Figure out the number of lines in the data that hold the string "derive". Reply with that figure only.

____ Data for analysis

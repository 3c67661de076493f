//! HTTP transport used by the fetcher

use std::time::Duration;

#[cfg(test)]
use mockall::automock;
use tracing::debug;

use crate::version::error::FetchError;

/// A fully read HTTP response
#[derive(Debug, Clone, PartialEq, Eq)]
pub struct HttpResponse {
    pub status: u16,
    /// Raw `Content-Type` header value, if any
    pub content_type: Option<String>,
    pub body: Vec<u8>,
}

/// Performs a single GET and reads the whole body
#[cfg_attr(test, automock)]
#[async_trait::async_trait]
pub trait Transport: Send + Sync {
    /// # Returns
    /// * `Ok(HttpResponse)` - Any response the server produced, whatever its status
    /// * `Err(FetchError::Transport)` - If the request or the body read fails
    async fn get(&self, url: &str) -> Result<HttpResponse, FetchError>;
}

/// Transport backed by a shared `reqwest::Client`
pub struct ReqwestTransport {
    client: reqwest::Client,
}

impl ReqwestTransport {
    /// Creates a transport whose requests fail after `timeout`
    pub fn new(timeout: Duration) -> Result<Self, FetchError> {
        let client = reqwest::Client::builder()
            .user_agent(concat!("mcversion/", env!("CARGO_PKG_VERSION")))
            .timeout(timeout)
            .build()
            .map_err(|e| FetchError::transport("<client>", e))?;
        Ok(Self { client })
    }
}

#[async_trait::async_trait]
impl Transport for ReqwestTransport {
    async fn get(&self, url: &str) -> Result<HttpResponse, FetchError> {
        debug!("GET {}", url);

        let response = self
            .client
            .get(url)
            .send()
            .await
            .map_err(|e| FetchError::transport(url, e))?;

        let status = response.status().as_u16();
        let content_type = response
            .headers()
            .get(reqwest::header::CONTENT_TYPE)
            .map(|v| String::from_utf8_lossy(v.as_bytes()).into_owned());

        // Reading to the end releases the connection; a failed read is an error
        let body = response
            .bytes()
            .await
            .map_err(|e| FetchError::transport(url, e))?
            .to_vec();

        Ok(HttpResponse {
            status,
            content_type,
            body,
        })
    }
}
/// Spherical Web Mercator projection and slippy-map tile coverage.
///
/// World pixel space at zoom `z` is a `256 * 2^z` square with the origin at
/// the north-west corner (lng -180, lat ~85.05).
use crate::geo::{LatLng, Point};

pub const TILE_SIZE: f64 = 256.0;

/// Latitude where the Mercator square ends.
pub const MAX_LATITUDE: f64 = 85.051_128_779_8;

/// Side length of the world in pixels at `zoom`.
pub fn world_size(zoom: u8) -> f64 {
    TILE_SIZE * 2f64.powi(zoom as i32)
}

/// Project a geographic position to world pixels at `zoom`.
pub fn project(latlng: LatLng, zoom: u8) -> Point {
    let size = world_size(zoom);
    let lat = latlng.lat.clamp(-MAX_LATITUDE, MAX_LATITUDE).to_radians();
    let x = size * (latlng.lng + 180.0) / 360.0;
    let sin = lat.sin();
    let y = size * (0.5 - ((1.0 + sin) / (1.0 - sin)).ln() / (4.0 * std::f64::consts::PI));
    Point::new(x, y)
}

/// Inverse of [`project`].
pub fn unproject(point: Point, zoom: u8) -> LatLng {
    let size = world_size(zoom);
    let lng = point.x / size * 360.0 - 180.0;
    let n = std::f64::consts::PI - 2.0 * std::f64::consts::PI * point.y / size;
    let lat = n.sinh().atan().to_degrees();
    LatLng::new(lat, lng)
}

// ---------------------------------------------------------------------------
// Viewport
// ---------------------------------------------------------------------------

/// What the map container currently shows.
#[derive(Debug, Clone, Copy, PartialEq)]
pub struct Viewport {
    pub center: LatLng,
    pub zoom: u8,
    /// Container size in CSS pixels.
    pub size: Point,
}

impl Viewport {
    pub fn new(center: LatLng, zoom: u8, size: Point) -> Self {
        Self {
            center: clamp_center(center),
            zoom,
            size,
        }
    }

    /// World pixel under the container's top-left corner.
    pub fn top_left(&self) -> Point {
        project(self.center, self.zoom).subtract(self.size.scale(0.5))
    }

    /// Container point (relative to the container's top-left) of a position.
    pub fn latlng_to_container(&self, latlng: LatLng) -> Point {
        project(latlng, self.zoom).subtract(self.top_left())
    }

    /// Geographic position under a container point.
    pub fn container_to_latlng(&self, point: Point) -> LatLng {
        unproject(self.top_left().add(point), self.zoom)
    }

    /// Center after dragging the content by `delta` screen pixels.
    pub fn panned_by(&self, delta: Point) -> LatLng {
        let center_px = project(self.center, self.zoom).subtract(delta);
        clamp_center(unproject(center_px, self.zoom))
    }

    /// Center to use at `new_zoom` so the position under `anchor` (a
    /// container point) stays put.
    pub fn center_for_zoom_around(&self, anchor: Point, new_zoom: u8) -> LatLng {
        let scale = 2f64.powi(new_zoom as i32 - self.zoom as i32);
        let half = self.size.scale(0.5);
        let offset = anchor.subtract(half).scale(1.0 - 1.0 / scale);
        clamp_center(self.container_to_latlng(half.add(offset)))
    }

    /// Tiles needed to cover the container, row by row.
    pub fn visible_tiles(&self) -> Vec<TileRef> {
        let top_left = self.top_left();
        let bottom_right = top_left.add(self.size);
        let min_x = (top_left.x / TILE_SIZE).floor() as i64;
        let max_x = (bottom_right.x / TILE_SIZE).floor() as i64;
        let min_y = (top_left.y / TILE_SIZE).floor() as i64;
        let max_y = (bottom_right.y / TILE_SIZE).floor() as i64;
        let per_axis = 1i64 << self.zoom;

        let mut tiles = Vec::new();
        for y in min_y.max(0)..=max_y.min(per_axis - 1) {
            for x in min_x..=max_x {
                tiles.push(TileRef {
                    x,
                    y,
                    z: self.zoom,
                    wrapped_x: x.rem_euclid(per_axis),
                });
            }
        }
        tiles
    }
}

/// Keep the center's latitude inside the Mercator square.
pub fn clamp_center(center: LatLng) -> LatLng {
    LatLng::new(center.lat.clamp(-MAX_LATITUDE, MAX_LATITUDE), center.lng)
}

/// A tile placed in world pixel space.
///
/// `x` is the unwrapped column (used for placement); `wrapped_x` is the column
/// to request from the tile server.
#[derive(Debug, Clone, Copy, PartialEq, Eq)]
pub struct TileRef {
    pub x: i64,
    pub y: i64,
    pub z: u8,
    pub wrapped_x: i64,
}

impl TileRef {
    /// World pixel of the tile's top-left corner.
    pub fn origin(&self) -> Point {
        Point::new(self.x as f64 * TILE_SIZE, self.y as f64 * TILE_SIZE)
    }
}

#[cfg(test)]
mod tests {
    use super::*;

    fn close(a: f64, b: f64, eps: f64) -> bool {
        (a - b).abs() < eps
    }

    #[test]
    fn test_project_null_island_is_world_center() {
        let p = project(LatLng::new(0.0, 0.0), 0);
        assert!(close(p.x, 128.0, 1e-9));
        assert!(close(p.y, 128.0, 1e-9));
    }

    #[test]
    fn test_project_corners() {
        let nw = project(LatLng::new(MAX_LATITUDE, -180.0), 1);
        assert!(close(nw.x, 0.0, 1e-6));
        assert!(close(nw.y, 0.0, 1e-3));
        let se = project(LatLng::new(-MAX_LATITUDE, 180.0), 1);
        assert!(close(se.x, 512.0, 1e-6));
        assert!(close(se.y, 512.0, 1e-3));
    }

    #[test]
    fn test_project_clamps_poles() {
        let p = project(LatLng::new(90.0, 0.0), 2);
        assert!(p.y.is_finite());
        assert!(close(p.y, 0.0, 1e-3));
    }

    #[test]
    fn test_project_unproject_roundtrip() {
        let original = LatLng::new(37.09, -95.71);
        for zoom in [0, 4, 12, 20] {
            let back = unproject(project(original, zoom), zoom);
            assert!(close(back.lat, original.lat, 1e-9), "zoom {zoom}");
            assert!(close(back.lng, original.lng, 1e-9), "zoom {zoom}");
        }
    }

    #[test]
    fn test_container_center_maps_to_center() {
        let vp = Viewport::new(LatLng::new(37.09, -95.71), 4, Point::new(800.0, 600.0));
        let p = vp.latlng_to_container(vp.center);
        assert!(close(p.x, 400.0, 1e-6));
        assert!(close(p.y, 300.0, 1e-6));
        let ll = vp.container_to_latlng(Point::new(400.0, 300.0));
        assert!(close(ll.lat, 37.09, 1e-9));
    }

    #[test]
    fn test_pan_moves_center_opposite_to_drag() {
        let vp = Viewport::new(LatLng::new(0.0, 0.0), 3, Point::new(800.0, 600.0));
        // Dragging content to the right reveals what lies to the west
        let center = vp.panned_by(Point::new(100.0, 0.0));
        assert!(center.lng < 0.0);
        assert!(close(center.lat, 0.0, 1e-9));
        // Dragging content down reveals what lies to the north
        let center = vp.panned_by(Point::new(0.0, 100.0));
        assert!(center.lat > 0.0);
    }

    #[test]
    fn test_pan_never_leaves_mercator_square() {
        let vp = Viewport::new(LatLng::new(80.0, 0.0), 2, Point::new(800.0, 600.0));
        let center = vp.panned_by(Point::new(0.0, 10_000.0));
        assert!(center.lat <= MAX_LATITUDE);
    }

    #[test]
    fn test_zoom_around_keeps_anchor_fixed() {
        let vp = Viewport::new(LatLng::new(37.09, -95.71), 4, Point::new(800.0, 600.0));
        let anchor = Point::new(650.0, 120.0);
        let under_cursor = vp.container_to_latlng(anchor);

        let zoomed = Viewport::new(vp.center_for_zoom_around(anchor, 5), 5, vp.size);
        let p = zoomed.latlng_to_container(under_cursor);
        assert!(close(p.x, anchor.x, 1e-6));
        assert!(close(p.y, anchor.y, 1e-6));

        let zoomed_out = Viewport::new(vp.center_for_zoom_around(anchor, 3), 3, vp.size);
        let p = zoomed_out.latlng_to_container(under_cursor);
        assert!(close(p.x, anchor.x, 1e-6));
        assert!(close(p.y, anchor.y, 1e-6));
    }

    #[test]
    fn test_zoom_around_center_keeps_center() {
        let vp = Viewport::new(LatLng::new(10.0, 20.0), 6, Point::new(640.0, 480.0));
        let center = vp.center_for_zoom_around(Point::new(320.0, 240.0), 7);
        assert!(close(center.lat, 10.0, 1e-9));
        assert!(close(center.lng, 20.0, 1e-9));
    }

    #[test]
    fn test_visible_tiles_cover_container() {
        let vp = Viewport::new(LatLng::new(0.0, 0.0), 2, Point::new(512.0, 512.0));
        // World is 1024px; the container covers pixels 256..768 on both axes
        let tiles = vp.visible_tiles();
        let xs: Vec<i64> = tiles.iter().map(|t| t.x).collect();
        assert_eq!(tiles.len(), 9);
        assert_eq!(*xs.iter().min().unwrap(), 1);
        assert_eq!(*xs.iter().max().unwrap(), 3);
        assert!(tiles.iter().all(|t| t.z == 2));
    }

    #[test]
    fn test_visible_tiles_wrap_columns_and_drop_rows() {
        // Zoom 0: one tile; a wide container sees neighbouring world copies
        let vp = Viewport::new(LatLng::new(0.0, 0.0), 0, Point::new(1000.0, 1000.0));
        let tiles = vp.visible_tiles();
        assert!(tiles.iter().all(|t| t.y == 0));
        assert!(tiles.iter().all(|t| t.wrapped_x == 0));
        assert!(tiles.iter().any(|t| t.x < 0));
        assert!(tiles.iter().any(|t| t.x > 0));
    }

    #[test]
    fn test_wrapped_x_is_in_range() {
        let vp = Viewport::new(LatLng::new(0.0, 179.0), 3, Point::new(1200.0, 300.0));
        for t in vp.visible_tiles() {
            assert!((0..8).contains(&t.wrapped_x), "tile {:?}", t);
        }
    }

    #[test]
    fn test_tile_origin() {
        let t = TileRef { x: -1, y: 2, z: 3, wrapped_x: 7 };
        assert_eq!(t.origin(), Point::new(-256.0, 512.0));
    }
}
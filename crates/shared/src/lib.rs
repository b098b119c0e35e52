pub mod basemap;
pub mod config;
pub mod encoding;
pub mod feed;
pub mod geo;
pub mod projection;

________

--- Result for this exercise ---
3